Rehearsing social behaviors and consequences
Non-ADHD kids who naturally play fantasy game from beginning to end have ample opportunity to rehearse, abandon, and try out new behaviors in this safe and sheltered context. But ADHD kids are different; without parental involvement they may not be up to this task.
Therefore, throughout the story the parent should interact in ways that encourage the child to rehearse social behaviors, experience logical consequences and eventually anticipate outcomes.
- "If the baby horse goes out without his mommy, do you think he might get lost?"
- "If the girl breaks all her toys, what will she have to play with?"

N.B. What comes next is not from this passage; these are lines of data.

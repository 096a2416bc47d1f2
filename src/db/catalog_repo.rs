// src/db/catalog_repo.rs

use sqlx::{Executor, PgPool, Postgres};
use uuid::Uuid;

use crate::{
    common::error::AppError,
    models::catalog::{CreateProductPayload, Product, ProductFilter, UpdateProductPayload},
};

const PRODUCT_COLUMNS: &str = "id, sku, slug, name, category, description, price, image_url, \
     stock_quantity, low_stock_threshold, is_featured, is_published, created_at, updated_at";

#[derive(Clone)]
pub struct CatalogRepository {
    pool: PgPool,
}

impl CatalogRepository {
    pub fn new(pool: PgPool) -> Self {
        Self { pool }
    }

    pub async fn create_product(&self, payload: &CreateProductPayload) -> Result<Product, AppError> {
        let sql = format!(
            "INSERT INTO products
                 (sku, slug, name, category, description, price, image_url,
                  stock_quantity, low_stock_threshold, is_featured, is_published)
             VALUES ($1, $2, $3, $4, $5, $6, $7, $8, $9, $10, $11)
             RETURNING {PRODUCT_COLUMNS}"
        );

        sqlx::query_as::<_, Product>(&sql)
            .bind(&payload.sku)
            .bind(&payload.slug)
            .bind(&payload.name)
            .bind(&payload.category)
            .bind(&payload.description)
            .bind(payload.price)
            .bind(&payload.image_url)
            .bind(payload.stock_quantity)
            .bind(payload.low_stock_threshold)
            .bind(payload.is_featured)
            .bind(payload.is_published)
            .fetch_one(&self.pool)
            .await
            .map_err(|e| {
                if let sqlx::Error::Database(db_err) = &e {
                    if db_err.is_unique_violation() {
                        return AppError::UniqueConstraintViolation(
                            "Já existe um produto com esse SKU ou slug.".to_string(),
                        );
                    }
                }
                e.into()
            })
    }

    /// Listagem pública: apenas publicados, com filtros opcionais.
    pub async fn list_published(&self, filter: &ProductFilter) -> Result<Vec<Product>, AppError> {
        let sql = format!(
            "SELECT {PRODUCT_COLUMNS} FROM products
             WHERE is_published = TRUE
               AND ($1::text IS NULL OR category = $1)
               AND ($2::bool IS NULL OR is_featured = $2)
               AND ($3::text IS NULL OR name ILIKE '%' || $3 || '%'
                    OR description ILIKE '%' || $3 || '%')
             ORDER BY name"
        );

        let products = sqlx::query_as::<_, Product>(&sql)
            .bind(&filter.category)
            .bind(filter.featured)
            .bind(&filter.search)
            .fetch_all(&self.pool)
            .await?;

        Ok(products)
    }

    /// Listagem do admin: tudo, inclusive despublicados.
    pub async fn list_all(&self) -> Result<Vec<Product>, AppError> {
        let sql = format!("SELECT {PRODUCT_COLUMNS} FROM products ORDER BY name");

        let products = sqlx::query_as::<_, Product>(&sql)
            .fetch_all(&self.pool)
            .await?;

        Ok(products)
    }

    pub async fn find_published_by_slug(&self, slug: &str) -> Result<Option<Product>, AppError> {
        let sql = format!(
            "SELECT {PRODUCT_COLUMNS} FROM products WHERE slug = $1 AND is_published = TRUE"
        );

        let product = sqlx::query_as::<_, Product>(&sql)
            .bind(slug)
            .fetch_optional(&self.pool)
            .await?;

        Ok(product)
    }

    /// Trava a linha do produto dentro de uma transação de venda.
    pub async fn find_by_id_for_update<'e, E>(
        &self,
        executor: E,
        id: Uuid,
    ) -> Result<Option<Product>, AppError>
    where
        E: Executor<'e, Database = Postgres>,
    {
        let sql = format!("SELECT {PRODUCT_COLUMNS} FROM products WHERE id = $1 FOR UPDATE");

        let product = sqlx::query_as::<_, Product>(&sql)
            .bind(id)
            .fetch_optional(executor)
            .await?;

        Ok(product)
    }

    pub async fn update_product(
        &self,
        id: Uuid,
        payload: &UpdateProductPayload,
    ) -> Result<Product, AppError> {
        let sql = format!(
            "UPDATE products
             SET name = COALESCE($2, name),
                 category = COALESCE($3, category),
                 description = COALESCE($4, description),
                 price = COALESCE($5, price),
                 image_url = COALESCE($6, image_url),
                 low_stock_threshold = COALESCE($7, low_stock_threshold),
                 is_featured = COALESCE($8, is_featured),
                 is_published = COALESCE($9, is_published),
                 updated_at = now()
             WHERE id = $1
             RETURNING {PRODUCT_COLUMNS}"
        );

        sqlx::query_as::<_, Product>(&sql)
            .bind(id)
            .bind(&payload.name)
            .bind(&payload.category)
            .bind(&payload.description)
            .bind(payload.price)
            .bind(&payload.image_url)
            .bind(payload.low_stock_threshold)
            .bind(payload.is_featured)
            .bind(payload.is_published)
            .fetch_optional(&self.pool)
            .await?
            .ok_or_else(|| AppError::NotFound("Produto".to_string()))
    }

    pub async fn delete_product(&self, id: Uuid) -> Result<(), AppError> {
        let result = sqlx::query("DELETE FROM products WHERE id = $1")
            .bind(id)
            .execute(&self.pool)
            .await?;

        if result.rows_affected() == 0 {
            return Err(AppError::NotFound("Produto".to_string()));
        }
        Ok(())
    }

    /// Soma `delta` ao estoque (positivo ou negativo) e devolve o produto.
    /// O CHECK de quantidade fica na camada de serviço, que valida antes.
    pub async fn apply_stock_delta<'e, E>(
        &self,
        executor: E,
        id: Uuid,
        delta: i32,
    ) -> Result<Product, AppError>
    where
        E: Executor<'e, Database = Postgres>,
    {
        let sql = format!(
            "UPDATE products
             SET stock_quantity = stock_quantity + $2, updated_at = now()
             WHERE id = $1
             RETURNING {PRODUCT_COLUMNS}"
        );

        sqlx::query_as::<_, Product>(&sql)
            .bind(id)
            .bind(delta)
            .fetch_optional(executor)
            .await?
            .ok_or_else(|| AppError::NotFound("Produto".to_string()))
    }

    pub async fn count_low_stock(&self) -> Result<i64, AppError> {
        let count: (i64,) = sqlx::query_as(
            "SELECT COUNT(*) FROM products
             WHERE is_published = TRUE AND stock_quantity <= low_stock_threshold",
        )
        .fetch_one(&self.pool)
        .await?;

        Ok(count.0)
    }
}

- "If the boy hits his friend, maybe the friend will get hurt and not want to play with him anymore."
Parents also can respond within the fantasy — for example, taking the part of the injured party. If the child's figure hits yours, you might say: "Ow, that hurts! I don't want to play with people who hurt me. Can you try being more gentle?" ADHD children, so used to being chastised, can be more responsive to correction when it's not directed personally at them.
The parent-child relationship benefits from this kind of play too. Says Dr. Brady, "What parents can gain along with the satisfaction that they're helping the child is time to enjoy each other, unlike most times where you're telling your kids what to do or making them do something. And its doubly rewarding because kids in this age group are so much fun and they say the cutest things."
Ages 6-10: rehearsing lifetime skills
Elementary school is a time during which children develop increasingly sophisticated social and cognitive skills that will carry them to high school and beyond. It's an especially critical period for children with ADHD; if they fall behind their peers in this domain, it sets the stage for failure in the future.
"From six to ten, most children learn how to take turns, play by the rules, pay attention to detail, strategize, handle frustration, deal with failure, and recover from disappointments," says Dr. Brady. But ADHD kids often find themselves excluded from the very peer activities such as team sports and cooperative board games that help them build these skills. Their lower frustration tolerance, shorter fuse, and difficulty staying on task can be off-putting to potential team and play mates. When ADHD children are shunned, they miss opportunities to develop socially and cognitively with their peers. This snowball affect can take years to counteract.